Between 1450 and the early 19th century the printing press remained almost unchanged. The traditional screw press, though functional, was slow because it required the printing matrix to be cranked up and down for each pressing. In 1802, a German printer named Friedrich Koenig set out to create a faster printing method by using a cylinder press which featured plates of typeface fixed to a cylinder.1 As the cylinder rotated, the plates would come into contact with the substrate. By drawing the paper through the press in time with the rotation of the cylinder, impressions could be made at a near-continuous rate. Unfortunately, the operating speed of the press was limited by the phyiscal strength of its human operator. Here, Koenig saw potential for additional improvement. Rather than relying on a pressman to power the cylinder, Koenig’s press made use of the steam engine. This allowed the press to function with increased speed and made it nearly autonomous, further reducing the cost of printing. By 1814, Koenig's press was being used to produce the widely circulated London Times, making 1,100, impressions per hour and by 1818, after additional refinements, had reached an astounding 2,400 impressions per hour.
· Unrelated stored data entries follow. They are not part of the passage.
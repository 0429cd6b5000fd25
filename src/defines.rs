//! Conditional-compilation symbols passed to the compiler.

use crate::build::scope::EDITOR_DEFINE;
use crate::store::{get_or_empty, ConfigStore, StoreError, DEFINES_KEY};
use serde::{Deserialize, Serialize};
use std::sync::Arc;

#[derive(Debug, Default, Serialize, Deserialize)]
struct DefinesBlob {
    #[serde(default)]
    list: Vec<String>,
}

/// Ordered list of distinct define symbols.
pub struct DefineSet {
    list: Vec<String>,
    store: Arc<dyn ConfigStore>,
}

impl std::fmt::Debug for DefineSet {
    fn fmt(&self, f: &mut std::fmt::Formatter<'_>) -> std::fmt::Result {
        f.debug_struct("DefineSet").field("list", &self.list).finish()
    }
}

impl DefineSet {
    /// Create a set holding only the editor symbol.
    pub fn new(store: Arc<dyn ConfigStore>) -> Self {
        Self { list: default_defines(), store }
    }

    /// Replace the list with the persisted one, if any.
    ///
    /// An absent, blank or malformed payload keeps the defaults. A stored
    /// empty list is kept as is.
    pub fn load(&mut self) {
        let Some(json) = get_or_empty(self.store.as_ref(), DEFINES_KEY) else {
            return;
        };
        match serde_json::from_str::<DefinesBlob>(&json) {
            Ok(blob) => {
                let mut list: Vec<String> = Vec::with_capacity(blob.list.len());
                for symbol in blob.list {
                    if !symbol.is_empty() && !list.contains(&symbol) {
                        list.push(symbol);
                    }
                }
                self.list = list;
            }
            Err(e) => tracing::warn!("ignoring malformed define list: {}", e),
        }
    }

    /// Persist the list.
    pub fn save(&self) -> Result<(), StoreError> {
        let json = serde_json::to_string(&DefinesBlob { list: self.list.clone() })?;
        self.store.set(DEFINES_KEY, &json)
    }

    /// Append `symbol` and persist. Empty or duplicate symbols are ignored.
    pub fn add(&mut self, symbol: &str) -> Result<bool, StoreError> {
        let symbol = symbol.trim();
        if symbol.is_empty() || self.contains(symbol) {
            return Ok(false);
        }
        self.list.push(symbol.to_string());
        self.save()?;
        Ok(true)
    }

    /// Remove the symbol at `index` and persist.
    pub fn remove(&mut self, index: usize) -> Result<Option<String>, StoreError> {
        if index >= self.list.len() {
            return Ok(None);
        }
        let removed = self.list.remove(index);
        self.save()?;
        Ok(Some(removed))
    }

    /// Whether `symbol` is in the set.
    pub fn contains(&self, symbol: &str) -> bool {
        self.list.iter().any(|s| s == symbol)
    }

    /// Symbols in order.
    pub fn list(&self) -> &[String] {
        &self.list
    }

    /// Number of symbols.
    pub fn len(&self) -> usize {
        self.list.len()
    }

    /// True when the set is empty.
    pub fn is_empty(&self) -> bool {
        self.list.is_empty()
    }

    /// Symbols to pass for one build.
    ///
    /// Editor builds always carry the editor symbol, appended if missing.
    pub fn active_for(&self, editor: bool) -> Vec<String> {
        let mut active = self.list.clone();
        if editor && !self.contains(EDITOR_DEFINE) {
            active.push(EDITOR_DEFINE.to_string());
        }
        active
    }
}

fn default_defines() -> Vec<String> {
    vec![EDITOR_DEFINE.to_string()]
}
Koenig’s printing press remained the predominant printing method until the middle of the 19th century when an American, Richard M. Hoe, revolutionized the cylinder press. Rather than using flat plates, Hoe curved his text plates around a cylinder, allowing the drum to spin at a constant speed, making a greater number of impressions per hour.2 He further improved the press by adding an inking roller which would come in contact with the type during its rotation, eliminating the need to stop the press for re-inking. The first model of the press, dubbed “Hoe’s Cylindrical-Bed Press” was completed in 1846 and was capable of producing more than 100,000 impressions per day.3 The steam-powered rotary press was further improved upon with the addition of both a second cylinder which allowed for simultaneous double-sided printing, and a roll of paper known as a web that was continuously fed into the press.
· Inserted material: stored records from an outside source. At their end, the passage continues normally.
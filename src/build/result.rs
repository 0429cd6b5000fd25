//! Build result types.
//!
//! Contains types for representing the outcome of build phases and of a
//! whole two-phase run.

use crate::build::pipeline::{BuildError, BuildState};
use crate::build::request::DiagnosticsPolicy;
use crate::build::target::{BuildTarget, Phase};
use std::path::PathBuf;
use std::time::Duration;

/// Severity of a compiler diagnostic.
#[derive(Debug, Clone, Copy, PartialEq, Eq, Hash)]
pub enum Severity {
    /// Fails the build
    Error,
    /// Fails the build when warnings are promoted
    Warning,
    /// Informational message
    Info,
}

impl std::fmt::Display for Severity {
    fn fmt(&self, f: &mut std::fmt::Formatter<'_>) -> std::fmt::Result {
        match self {
            Severity::Error => write!(f, "error"),
            Severity::Warning => write!(f, "warning"),
            Severity::Info => write!(f, "info"),
        }
    }
}

/// Position of a diagnostic in a source file.
#[derive(Debug, Clone, PartialEq, Eq)]
pub struct SourceLocation {
    /// Source file
    pub file: PathBuf,
    /// 1-based line
    pub line: u32,
    /// 1-based column
    pub column: u32,
}

/// A single message reported by the compiler.
#[derive(Debug, Clone, PartialEq, Eq)]
pub struct Diagnostic {
    /// Severity as reported
    pub severity: Severity,
    /// Compiler code (e.g., "CS0246")
    pub code: Option<String>,
    /// Message text
    pub message: String,
    /// Where it was reported, if known
    pub location: Option<SourceLocation>,
}

impl Diagnostic {
    /// Create a diagnostic without code or location.
    pub fn new(severity: Severity, message: impl Into<String>) -> Self {
        Self { severity, code: None, message: message.into(), location: None }
    }

    /// Create an error diagnostic.
    pub fn error(message: impl Into<String>) -> Self {
        Self::new(Severity::Error, message)
    }

    /// Create a warning diagnostic.
    pub fn warning(message: impl Into<String>) -> Self {
        Self::new(Severity::Warning, message)
    }

    /// Set the compiler code.
    pub fn with_code(mut self, code: impl Into<String>) -> Self {
        self.code = Some(code.into());
        self
    }

    /// Set the source location.
    pub fn with_location(mut self, file: impl Into<PathBuf>, line: u32, column: u32) -> Self {
        self.location = Some(SourceLocation { file: file.into(), line, column });
        self
    }

    /// Whether this diagnostic fails a phase under `policy`.
    pub fn is_failure(&self, policy: &DiagnosticsPolicy) -> bool {
        match self.severity {
            Severity::Error => true,
            Severity::Warning => policy.warnings_as_errors,
            Severity::Info => false,
        }
    }
}

impl std::fmt::Display for Diagnostic {
    fn fmt(&self, f: &mut std::fmt::Formatter<'_>) -> std::fmt::Result {
        if let Some(loc) = &self.location {
            write!(f, "{}({},{}): ", loc.file.display(), loc.line, loc.column)?;
        }
        write!(f, "{}", self.severity)?;
        if let Some(code) = &self.code {
            write!(f, " {}", code)?;
        }
        write!(f, ": {}", self.message)
    }
}

/// Status of a single build phase.
#[derive(Debug, Clone, PartialEq)]
pub enum BuildStatus {
    /// Artifact produced
    Success,
    /// Phase not attempted
    Skipped(String),
    /// Phase failed
    Failed(BuildError),
}

impl BuildStatus {
    /// Check if the status indicates success.
    pub fn is_success(&self) -> bool {
        matches!(self, BuildStatus::Success)
    }

    /// Check if the status indicates failure.
    pub fn is_failure(&self) -> bool {
        matches!(self, BuildStatus::Failed(_))
    }
}

impl std::fmt::Display for BuildStatus {
    fn fmt(&self, f: &mut std::fmt::Formatter<'_>) -> std::fmt::Result {
        match self {
            BuildStatus::Success => write!(f, "success"),
            BuildStatus::Skipped(reason) => write!(f, "skipped: {}", reason),
            BuildStatus::Failed(err) => write!(f, "failed: {}", err),
        }
    }
}

/// Result of running one phase.
#[derive(Debug, Clone)]
pub struct PhaseResult {
    /// Artifact the phase targeted
    pub target: BuildTarget,
    /// Phase status
    pub status: BuildStatus,
    /// Diagnostics reported by the compiler
    pub diagnostics: Vec<Diagnostic>,
    /// Raw compiler output lines
    pub output_log: Vec<String>,
    /// Produced artifact, on success
    pub artifact: Option<PathBuf>,
    /// Phase duration
    pub duration: Duration,
}

impl PhaseResult {
    /// Create a successful result.
    pub fn success(target: BuildTarget, artifact: PathBuf, duration: Duration) -> Self {
        Self {
            target,
            status: BuildStatus::Success,
            diagnostics: vec![],
            output_log: vec![],
            artifact: Some(artifact),
            duration,
        }
    }

    /// Create a skipped result.
    pub fn skipped(target: BuildTarget, reason: impl Into<String>) -> Self {
        Self {
            target,
            status: BuildStatus::Skipped(reason.into()),
            diagnostics: vec![],
            output_log: vec![],
            artifact: None,
            duration: Duration::ZERO,
        }
    }

    /// Create a failed result.
    pub fn failed(target: BuildTarget, error: BuildError, duration: Duration) -> Self {
        Self {
            target,
            status: BuildStatus::Failed(error),
            diagnostics: vec![],
            output_log: vec![],
            artifact: None,
            duration,
        }
    }

    /// Attach compiler diagnostics.
    pub fn with_diagnostics(mut self, diagnostics: Vec<Diagnostic>) -> Self {
        self.diagnostics = diagnostics;
        self
    }

    /// Attach raw compiler output.
    pub fn with_output_log(mut self, output_log: Vec<String>) -> Self {
        self.output_log = output_log;
        self
    }

    /// Phase this result belongs to.
    pub fn phase(&self) -> Phase {
        self.target.phase
    }

    /// Check if this result is successful.
    pub fn is_success(&self) -> bool {
        self.status.is_success()
    }

    /// The error that failed this phase, if any.
    pub fn error(&self) -> Option<&BuildError> {
        match &self.status {
            BuildStatus::Failed(e) => Some(e),
            _ => None,
        }
    }

    /// Diagnostics of error or warning severity.
    pub fn problems(&self) -> impl Iterator<Item = &Diagnostic> {
        self.diagnostics.iter().filter(|d| d.severity != Severity::Info)
    }
}

/// Result of a complete build run.
#[derive(Debug, Clone)]
pub struct BuildResult {
    /// Results for each attempted or skipped phase, in order
    pub phases: Vec<PhaseResult>,
    /// Final pipeline state
    pub state: BuildState,
    /// Total build duration
    pub total_duration: Duration,
}

impl Default for BuildResult {
    fn default() -> Self {
        Self { phases: Vec::new(), state: BuildState::Pending, total_duration: Duration::ZERO }
    }
}

impl BuildResult {
    /// Create a new empty build result.
    pub fn new() -> Self {
        Self::default()
    }

    /// Add a phase result.
    pub fn add_result(&mut self, result: PhaseResult) {
        self.phases.push(result);
    }

    /// Set the total duration.
    pub fn with_duration(mut self, duration: Duration) -> Self {
        self.total_duration = duration;
        self
    }

    /// Result of `phase`, if it was recorded.
    pub fn phase(&self, phase: Phase) -> Option<&PhaseResult> {
        self.phases.iter().find(|r| r.phase() == phase)
    }

    /// Check if the overall build succeeded.
    pub fn is_success(&self) -> bool {
        !matches!(self.state, BuildState::Failed(_) | BuildState::Pending)
    }

    /// The failed phase result, if any.
    pub fn failure(&self) -> Option<&PhaseResult> {
        self.phases.iter().find(|r| r.status.is_failure())
    }

    /// All produced artifacts.
    pub fn artifacts(&self) -> Vec<&PathBuf> {
        self.phases.iter().filter_map(|r| r.artifact.as_ref()).collect()
    }

    /// All diagnostics across phases.
    pub fn all_diagnostics(&self) -> Vec<&Diagnostic> {
        self.phases.iter().flat_map(|r| r.diagnostics.iter()).collect()
    }

    /// Format a summary of the build result.
    pub fn summary(&self) -> String {
        let mut lines = Vec::new();

        match self.failure() {
            Some(failed) => {
                lines.push(format!("Build failed: {}", failed.target.file_name()));
                if let Some(err) = failed.error() {
                    lines.push(format!("  {}", err));
                }
                let problems: Vec<_> = failed.problems().collect();
                for diagnostic in problems.iter().take(10) {
                    lines.push(format!("  - {}", diagnostic));
                }
                if problems.len() > 10 {
                    lines.push(format!("  ... and {} more", problems.len() - 10));
                }
            }
            None => {
                let built: Vec<_> = self
                    .phases
                    .iter()
                    .filter(|r| r.is_success())
                    .map(|r| r.target.file_name())
                    .collect();
                lines.push(format!(
                    "Build succeeded: {} in {:?}",
                    if built.is_empty() { "nothing built".to_string() } else { built.join(", ") },
                    self.total_duration
                ));
            }
        }

        for result in &self.phases {
            lines.push(format!("  {} ({}): {}", result.target.file_name(), result.phase(), result.status));
        }

        lines.join("\n")
    }
}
A printing process known as lithography was first developed in the last decade of the 18th century. Lithography was a process that used hydrophilic and hydrophobic chemicals to produce a desired pattern in ink on a smooth plate. The ink was then transferred to a rubber roller which, in turn, was rolled across a length of paper, producing the final product. The process was relatively fast and inexpensive, but was difficult to use and often resulted in poorly printed images. As a result, most commercial printers until the late 20th century preferred to use physical type rather than lithography. Since the 1970s, however, lithography has been greatly improved by digital, photographic, and computer-controlled processes, and is the predominate process used in large-scale printing today.
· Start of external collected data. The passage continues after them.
//! Build pipeline orchestration.
//!
//! The pipeline turns the scanned sources, the reference set and the define
//! set into one [`BuildRequest`] per phase and hands each to a
//! [`CompilerService`]. Phases run strictly in order: the editor phase only
//! runs once the main phase has produced its artifact.

use crate::build::compiler::{CompilerError, CompilerService};
use crate::build::context::BuildContext;
use crate::build::discovery::SourceList;
use crate::build::progress::{NullProgress, ProgressEvent, ProgressReporter, TargetStatus};
use crate::build::request::BuildRequest;
use crate::build::result::{BuildResult, BuildStatus, PhaseResult, Severity};
use crate::build::target::{BuildTarget, Phase};
use crate::defines::DefineSet;
use crate::references::ReferenceSet;
use std::path::{Path, PathBuf};
use std::sync::Arc;
use std::time::Instant;
use thiserror::Error;

/// Error that fails a build phase.
#[derive(Debug, Clone, PartialEq, Eq, Error)]
#[non_exhaustive]
pub enum BuildError {
    /// The scanned source root is gone or is not a directory
    #[error("source root is not a directory: {}", .0.display())]
    InvalidRoot(PathBuf),
    /// The output directory does not exist
    #[error("output directory does not exist: {}", .0.display())]
    MissingOutputDir(PathBuf),
    /// The phase has no included source files
    #[error("no source files included for {artifact}")]
    NoSources {
        /// Artifact file name
        artifact: String,
    },
    /// The compiler reported errors (including promoted warnings)
    #[error("compilation of {artifact} failed with {errors} error(s)")]
    CompilationFailed {
        /// Artifact file name
        artifact: String,
        /// Number of failing diagnostics
        errors: usize,
    },
    /// The compiler reported no errors but wrote nothing
    #[error("compiler reported success but did not write {artifact}")]
    NoArtifact {
        /// Artifact file name
        artifact: String,
    },
    /// The compiler could not be run
    #[error("could not compile {artifact}: {source}")]
    Compiler {
        /// Artifact file name
        artifact: String,
        /// Underlying service failure
        #[source]
        source: CompilerError,
    },
}

/// Where a two-phase build stands.
///
/// `Pending -> MainBuilt -> EditorBuilt`, with `Failed` reachable from
/// either build step. A build that skips the editor phase ends in
/// `MainBuilt`.
#[derive(Debug, Clone, Copy, PartialEq, Eq)]
pub enum BuildState {
    /// Nothing built yet
    Pending,
    /// Main artifact produced
    MainBuilt,
    /// Both artifacts produced
    EditorBuilt,
    /// The given phase failed
    Failed(Phase),
}

impl std::fmt::Display for BuildState {
    fn fmt(&self, f: &mut std::fmt::Formatter<'_>) -> std::fmt::Result {
        match self {
            BuildState::Pending => write!(f, "pending"),
            BuildState::MainBuilt => write!(f, "main built"),
            BuildState::EditorBuilt => write!(f, "editor built"),
            BuildState::Failed(phase) => write!(f, "{} phase failed", phase),
        }
    }
}

/// Whether the main artifact can be referenced by the editor phase.
///
/// Presence only: a stale artifact left by an earlier build also counts.
pub fn main_artifact_available(path: &Path) -> bool {
    path.is_file()
}

/// Build pipeline for a two-phase build.
pub struct BuildPipeline<'a> {
    context: &'a BuildContext,
    sources: &'a SourceList,
    references: &'a ReferenceSet,
    defines: &'a DefineSet,
    reporter: Arc<dyn ProgressReporter>,
}

impl<'a> BuildPipeline<'a> {
    /// Create a new build pipeline over borrowed build inputs.
    pub fn new(
        context: &'a BuildContext,
        sources: &'a SourceList,
        references: &'a ReferenceSet,
        defines: &'a DefineSet,
    ) -> Self {
        Self { context, sources, references, defines, reporter: Arc::new(NullProgress) }
    }

    /// Report progress events to `reporter`.
    pub fn with_reporter(mut self, reporter: Arc<dyn ProgressReporter>) -> Self {
        self.reporter = reporter;
        self
    }

    /// Phases a full run will go through, in order.
    pub fn planned_phases(&self) -> Vec<Phase> {
        if self.context.build_editor() {
            vec![Phase::Main, Phase::Editor]
        } else {
            vec![Phase::Main]
        }
    }

    fn source_root(&self) -> PathBuf {
        self.sources.root().map(Path::to_path_buf).unwrap_or_else(|| self.context.src_dir())
    }

    /// Assemble the compiler request for `phase`.
    ///
    /// Fails without touching the filesystem beyond existence checks.
    pub fn assemble_request(&self, phase: Phase) -> Result<BuildRequest, BuildError> {
        let target = self.context.target(phase);

        let out_dir = self.context.out_dir();
        if !out_dir.is_dir() {
            return Err(BuildError::MissingOutputDir(out_dir));
        }

        let root = self.source_root();
        if !root.is_dir() {
            return Err(BuildError::InvalidRoot(root));
        }

        let sources = self.sources.included_sources(phase.source_kind());
        if sources.is_empty() {
            return Err(BuildError::NoSources { artifact: target.file_name() });
        }

        let mut references = self.references.paths_for(phase.is_editor());
        if phase.is_editor() {
            let main_artifact = self.context.target(Phase::Main).output;
            if main_artifact_available(&main_artifact) {
                if !references.contains(&main_artifact) {
                    tracing::debug!(artifact = %main_artifact.display(), "referencing main artifact");
                    references.push(main_artifact);
                }
            } else {
                tracing::warn!(
                    artifact = %main_artifact.display(),
                    "main artifact not found, editor build will not reference it"
                );
            }
        }

        let defines = self.defines.active_for(phase.is_editor());

        Ok(BuildRequest::new(target.output, sources, references, defines))
    }

    /// Run one phase against `compiler`.
    pub fn build_phase(&self, phase: Phase, compiler: &dyn CompilerService) -> PhaseResult {
        let target = self.context.target(phase);
        self.reporter.report(ProgressEvent::PhaseStarted { target_id: target.id.clone() });

        let result = self.execute_phase(target, compiler);

        for diagnostic in result.problems() {
            let target_id = Some(result.target.id.clone());
            let message = diagnostic.to_string();
            self.reporter.report(match diagnostic.severity {
                Severity::Error => ProgressEvent::Error { target_id, message },
                _ => ProgressEvent::Warning { target_id, message },
            });
        }
        self.report_completed(&result);
        result
    }

    fn execute_phase(&self, target: BuildTarget, compiler: &dyn CompilerService) -> PhaseResult {
        let start = Instant::now();
        let artifact = target.file_name();

        let request = match self.assemble_request(target.phase) {
            Ok(request) => request,
            Err(e) => {
                tracing::error!(phase = %target.phase, error = %e, "phase not started");
                return PhaseResult::failed(target, e, start.elapsed());
            }
        };

        tracing::info!(
            phase = %target.phase,
            artifact = %artifact,
            sources = request.sources.len(),
            references = request.references.len(),
            "compiling"
        );

        let output = match compiler.compile(&request) {
            Ok(output) => output,
            Err(source) => {
                tracing::error!(phase = %target.phase, error = %source, "compiler unavailable");
                return PhaseResult::failed(
                    target,
                    BuildError::Compiler { artifact, source },
                    start.elapsed(),
                );
            }
        };

        let errors = output.diagnostics.iter().filter(|d| d.is_failure(&request.policy)).count();
        let duration = start.elapsed();

        let result = if errors > 0 {
            tracing::error!(phase = %target.phase, artifact = %artifact, errors, "compilation failed");
            PhaseResult::failed(target, BuildError::CompilationFailed { artifact, errors }, duration)
        } else {
            match output.artifact {
                Some(path) => {
                    tracing::info!(phase = %target.phase, artifact = %path.display(), "built");
                    PhaseResult::success(target, path, duration)
                }
                None => PhaseResult::failed(target, BuildError::NoArtifact { artifact }, duration),
            }
        };

        result.with_diagnostics(output.diagnostics).with_output_log(output.output_log)
    }

    fn report_completed(&self, result: &PhaseResult) {
        let status = match &result.status {
            BuildStatus::Success => TargetStatus::Success,
            BuildStatus::Skipped(_) => TargetStatus::Skipped,
            BuildStatus::Failed(e) => TargetStatus::Failed(e.to_string()),
        };
        self.reporter.report(ProgressEvent::PhaseCompleted {
            target_id: result.target.id.clone(),
            status,
            duration_ms: result.duration.as_millis() as u64,
        });
    }

    fn skip(&self, phase: Phase, reason: &str) -> PhaseResult {
        tracing::info!(phase = %phase, reason, "phase skipped");
        let result = PhaseResult::skipped(self.context.target(phase), reason);
        self.report_completed(&result);
        result
    }

    /// Run the whole build: main phase, then the editor phase when enabled.
    ///
    /// A failed main phase is terminal and the compiler is not invoked
    /// again. An editor phase with no editor sources at all is skipped.
    pub fn run(&self, compiler: &dyn CompilerService) -> BuildResult {
        let start = Instant::now();
        let phases = self.planned_phases();
        self.reporter.report(ProgressEvent::BuildStarted { total_phases: phases.len() });

        let mut result = BuildResult::new();

        let main = self.build_phase(Phase::Main, compiler);
        result.state =
            if main.is_success() { BuildState::MainBuilt } else { BuildState::Failed(Phase::Main) };
        result.add_result(main);

        if phases.contains(&Phase::Editor) {
            let editor = if result.state != BuildState::MainBuilt {
                self.skip(Phase::Editor, "main phase failed")
            } else if self.sources.editor_count() == 0 {
                self.skip(Phase::Editor, "no editor sources")
            } else {
                let editor = self.build_phase(Phase::Editor, compiler);
                result.state = if editor.is_success() {
                    BuildState::EditorBuilt
                } else {
                    BuildState::Failed(Phase::Editor)
                };
                editor
            };
            result.add_result(editor);
        }

        let result = result.with_duration(start.elapsed());

        let built = result.phases.iter().filter(|r| r.is_success()).count();
        let skipped =
            result.phases.iter().filter(|r| matches!(r.status, BuildStatus::Skipped(_))).count();
        self.reporter.report(ProgressEvent::BuildCompleted {
            success: result.is_success(),
            duration_ms: result.total_duration.as_millis() as u64,
            built,
            skipped,
        });

        tracing::debug!(state = %result.state, "build finished");
        result
    }
}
While Koenig and Hoe, among others, had succeeded in increasing the speed of the printing press, they had not solved the problem of typesetting, a slow and therefore costly process. Various inventors and engineers began exploring ways to improve the typesetting process and, in 1884, Ottmar Mergenthaler produced the first linotype machine. The linotype machine allowed an operator to mechanically assemble a line of single-letter/symbol matrices in any order he or she chose, using a keyboard-like input device. Once the line was assembled, the matrices were automatically filled with molten metal and then cooled. This resulted is a single line, or slug, of cast type which could then be fitted on a press with other slugs cast by the same process. This process eliminated the need for printers to set type by hand and therefore greatly reduced the time and number of workers required to create a page of type. As a result, text could be produced in greater volumes at a much cheaper rate. Linotype technology was first used in the summer of 1886 for the printing of the daily newspaper the New York Tribune where it proved to be a great success. Empowered by this new printing technique, newspapers were able to expand their content offering and decrease costs, thereby reaching a larger market.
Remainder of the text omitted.